Most cruising centerboard boats have pivoting centerboards (just weighted enough to cause them to be heavier than water) or Swing Keels (which pivot and are weighted significantly enought to help act as part of the boat''s ballast.)

There are daggerboard boats out there but those are mostly small boats. There is a current trend in small race boats to have a dagger board with a bulb on the end. These are very efficient sailing wise but are much more difficult to raise and lower and really cannot be partially raised lowered under sail. 

2) Are there different designs? What is there to look out for ? What is the maintanence? Will they last the life of the boat? Are they troublesome?

They vary very widely in design, quality and execution from crudely cast iron swing keels, or a rough cut steel plate, to nicely fabricated lead keels, to nicely fabricated fiberglass foils, to crudely fabricated glass over plywood. In my mind, The best cruising boat set up is a keel/centerboard where these is a small shoal draft keel that the centerboard emerges from the bottom of. When fully retracted the centerboard is wholely cased in the trunk and is not exposed below the bottom of the short keel. This design gives up a little performance but offers the most protection for the centerboard and represents a good compromise in performance.

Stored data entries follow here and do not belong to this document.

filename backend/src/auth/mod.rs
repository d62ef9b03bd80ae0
use axum::{
    async_trait,
    extract::FromRequestParts,
    http::{StatusCode, request::Parts},
};
use jsonwebtoken::{DecodingKey, Validation, decode};
use serde::{Deserialize, Serialize};
use uuid::Uuid;

use crate::config::config_loader;

#[derive(Debug, Serialize, Deserialize)]
pub struct SupabaseClaims {
    pub sub: String,
    pub aud: String,
    pub role: String,
    pub email: Option<String>,
    pub exp: usize,
}

#[derive(Debug, Clone)]
pub struct AuthUser {
    pub user_id: Uuid,
    pub email: Option<String>,
    pub role: String,
}

#[derive(Debug)]
pub struct AuthError(anyhow::Error);

impl From<anyhow::Error> for AuthError {
    fn from(err: anyhow::Error) -> Self {
        AuthError(err)
    }
}

// Tell axum how to convert `AuthError` into a response.
impl axum::response::IntoResponse for AuthError {
    fn into_response(self) -> axum::response::Response {
        (
            StatusCode::UNAUTHORIZED,
            format!("Unauthorized: {}", self.0),
        )
            .into_response()
    }
}

pub fn validate_supabase_jwt(token: &str) -> Result<SupabaseClaims, AuthError> {
    let config =
        config_loader::load().map_err(|e| anyhow::anyhow!("Failed to load config: {}", e))?;
    let secret = config.supabase.jwt_secret;

    let decoding_key = DecodingKey::from_secret(secret.as_bytes());
    let mut validation = Validation::new(jsonwebtoken::Algorithm::HS256);
    validation.set_audience(&["authenticated", "service_role"]);

    let token_data = decode::<SupabaseClaims>(token, &decoding_key, &validation)
        .map_err(|e| anyhow::anyhow!("JWT validation failed: {}", e))?;

    Ok(token_data.claims)
}

#[async_trait]
impl<S> FromRequestParts<S> for AuthUser
where
    S: Send + Sync,
{
    type Rejection = (StatusCode, String);

    async fn from_request_parts(parts: &mut Parts, _state: &S) -> Result<Self, Self::Rejection> {
        // 1. Get Authorization header
        let auth_header = parts
            .headers
            .get(axum::http::header::AUTHORIZATION)
            .ok_or((
                StatusCode::UNAUTHORIZED,
                "Missing Authorization header".to_string(),
            ))?;

        let auth_str = auth_header.to_str().map_err(|_| {
            (
                StatusCode::UNAUTHORIZED,
                "Invalid Authorization header".to_string(),
            )
        })?;

        // 2. Expect "Bearer <token>"
        if !auth_str.starts_with("Bearer ") {
            return Err((
                StatusCode::UNAUTHORIZED,
                "Invalid Authorization header format".to_string(),
            ));
        }

        let token = &auth_str[7..];

        // 3. Validate JWT
        let claims = validate_supabase_jwt(token)
            .map_err(|e| (StatusCode::UNAUTHORIZED, e.0.to_string()))?;

        // 4. Parse sub to Uuid
        let user_id = Uuid::parse_str(&claims.sub).map_err(|_| {
            (
                StatusCode::UNAUTHORIZED,
                "Invalid user ID in token".to_string(),
            )
        })?;

        // 5. Return AuthUser
        Ok(AuthUser {
            user_id,
            email: claims.email,
            role: claims.role,
        })
    }
}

If performance is your thing than a daggerboard with a bulb is a better option. (I am thinking of building a small daysailor overnighter to putter about with and will probably do that kind of a CB.) 

There is more maintenance. The centerboard penants, winches and packing glands need maintenance. The pivot bushings and penant attachment points need regular maintenance and at some point replacement. There are often flaps across the centerboard slot that need periodic replacement. Centerboard often have minor damage to their fairing materials and barrier coats as the seem to be used as a depth sounder more often and there is some wear of centerboard against the side of the trunk. Even painting the Centerboard is a little harder because the boat needs to be high enough to let the whole board down. 

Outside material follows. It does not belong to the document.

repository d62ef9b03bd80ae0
pub mod default_routers;
pub mod error_responses;
pub mod http_serve;
pub mod routers;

Whether they last the life of the boat depends on maintenance and how the original board was constructed.

3) Can I sail with the centerboard partially down if I want?

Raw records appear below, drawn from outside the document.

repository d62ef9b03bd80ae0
use anyhow::Result;
use std::fmt::{Display, Formatter};

#[derive(Debug, Clone, Default, PartialEq)]
pub enum Stage {
    #[default]
    Local,
    Development,
    Production,
}

impl Display for Stage {
    fn fmt(&self, f: &mut Formatter<'_>) -> std::fmt::Result {
        match self {
            Stage::Local => write!(f, "Local"),
            Stage::Development => write!(f, "Development"),
            Stage::Production => write!(f, "Production"),
        }
    }
}

impl TryFrom<&String> for Stage {
    type Error = anyhow::Error;

    fn try_from(value: &String) -> Result<Self, Self::Error> {
        match value.as_str() {
            "Local" => Ok(Stage::Local),
            "Development" => Ok(Stage::Development),
            "Production" => Ok(Stage::Production),
            _ => Err(anyhow::anyhow!("Invalid stage: {}", value)),
        }
    }
}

Most boats can be sailed with the board partially down. One nice thing about a centerboard is that it can be partially raised or lowered, i.e. shifted in position to balance the helm in heavy air or even raised some to allow more leeway in heavy air reducing heeling. For most keel centerboarders the best performance is with the keel down for beating and close to beam reaching, partially raised when broad reaching and all the way up on a run.

4) What are the best designed Centerboard boats out there? Which ones are the boats that are to be avoided? Why don''t we see more boats manufactured with swing centerboards?...It seems like the ideal configuration for cruisers that like "thin water" anchorages.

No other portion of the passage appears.